_Excerpted records_.
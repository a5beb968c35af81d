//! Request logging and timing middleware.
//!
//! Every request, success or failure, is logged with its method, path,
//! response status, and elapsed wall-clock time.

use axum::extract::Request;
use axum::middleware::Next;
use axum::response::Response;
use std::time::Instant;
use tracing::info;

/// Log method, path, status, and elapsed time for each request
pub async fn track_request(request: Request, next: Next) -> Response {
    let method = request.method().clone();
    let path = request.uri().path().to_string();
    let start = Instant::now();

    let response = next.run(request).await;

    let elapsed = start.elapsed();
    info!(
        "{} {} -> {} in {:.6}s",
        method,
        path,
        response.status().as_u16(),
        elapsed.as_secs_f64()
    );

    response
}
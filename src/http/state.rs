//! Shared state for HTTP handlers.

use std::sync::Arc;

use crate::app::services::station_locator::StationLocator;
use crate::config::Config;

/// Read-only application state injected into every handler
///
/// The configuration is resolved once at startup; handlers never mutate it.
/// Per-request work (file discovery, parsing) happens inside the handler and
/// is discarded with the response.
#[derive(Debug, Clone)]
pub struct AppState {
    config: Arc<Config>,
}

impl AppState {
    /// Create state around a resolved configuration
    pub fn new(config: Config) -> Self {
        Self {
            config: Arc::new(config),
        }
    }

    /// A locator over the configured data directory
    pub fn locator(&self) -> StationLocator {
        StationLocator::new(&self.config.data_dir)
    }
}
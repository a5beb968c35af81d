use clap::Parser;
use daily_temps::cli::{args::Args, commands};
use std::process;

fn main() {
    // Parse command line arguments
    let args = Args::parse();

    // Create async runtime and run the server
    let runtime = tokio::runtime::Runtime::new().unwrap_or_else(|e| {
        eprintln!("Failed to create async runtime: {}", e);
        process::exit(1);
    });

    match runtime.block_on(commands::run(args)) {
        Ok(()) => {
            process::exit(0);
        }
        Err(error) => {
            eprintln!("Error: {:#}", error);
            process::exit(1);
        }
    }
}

_Exercise requirements_. Your answer should be the data above, retyped in full and unaltered.

_Solution to this problem_.
repository a5beb968c35af81d
//! Request logging and timing middleware.
//!
//! Every request, success or failure, is logged with its method, path,
//! response status, and elapsed wall-clock time.

use axum::extract::Request;
use axum::middleware::Next;
use axum::response::Response;
use std::time::Instant;
use tracing::info;

/// Log method, path, status, and elapsed time for each request
pub async fn track_request(request: Request, next: Next) -> Response {
    let method = request.method().clone();
    let path = request.uri().path().to_string();
    let start = Instant::now();

    let response = next.run(request).await;

    let elapsed = start.elapsed();
    info!(
        "{} {} -> {} in {:.6}s",
        method,
        path,
        response.status().as_u16(),
        elapsed.as_secs_f64()
    );

    response
}
filename src/http/state.rs
//! Shared state for HTTP handlers.

use std::sync::Arc;

use crate::app::services::station_locator::StationLocator;
use crate::config::Config;

/// Read-only application state injected into every handler
///
/// The configuration is resolved once at startup; handlers never mutate it.
/// Per-request work (file discovery, parsing) happens inside the handler and
/// is discarded with the response.
#[derive(Debug, Clone)]
pub struct AppState {
    config: Arc<Config>,
}

impl AppState {
    /// Create state around a resolved configuration
    pub fn new(config: Config) -> Self {
        Self {
            config: Arc::new(config),
        }
    }

    /// A locator over the configured data directory
    pub fn locator(&self) -> StationLocator {
        StationLocator::new(&self.config.data_dir)
    }
}
repository a5beb968c35af81d
use clap::Parser;
use daily_temps::cli::{args::Args, commands};
use std::process;

fn main() {
    // Parse command line arguments
    let args = Args::parse();

    // Create async runtime and run the server
    let runtime = tokio::runtime::Runtime::new().unwrap_or_else(|e| {
        eprintln!("Failed to create async runtime: {}", e);
        process::exit(1);
    });

    match runtime.block_on(commands::run(args)) {
        Ok(()) => {
            process::exit(0);
        }
        Err(error) => {
            eprintln!("Error: {:#}", error);
            process::exit(1);
        }
    }
}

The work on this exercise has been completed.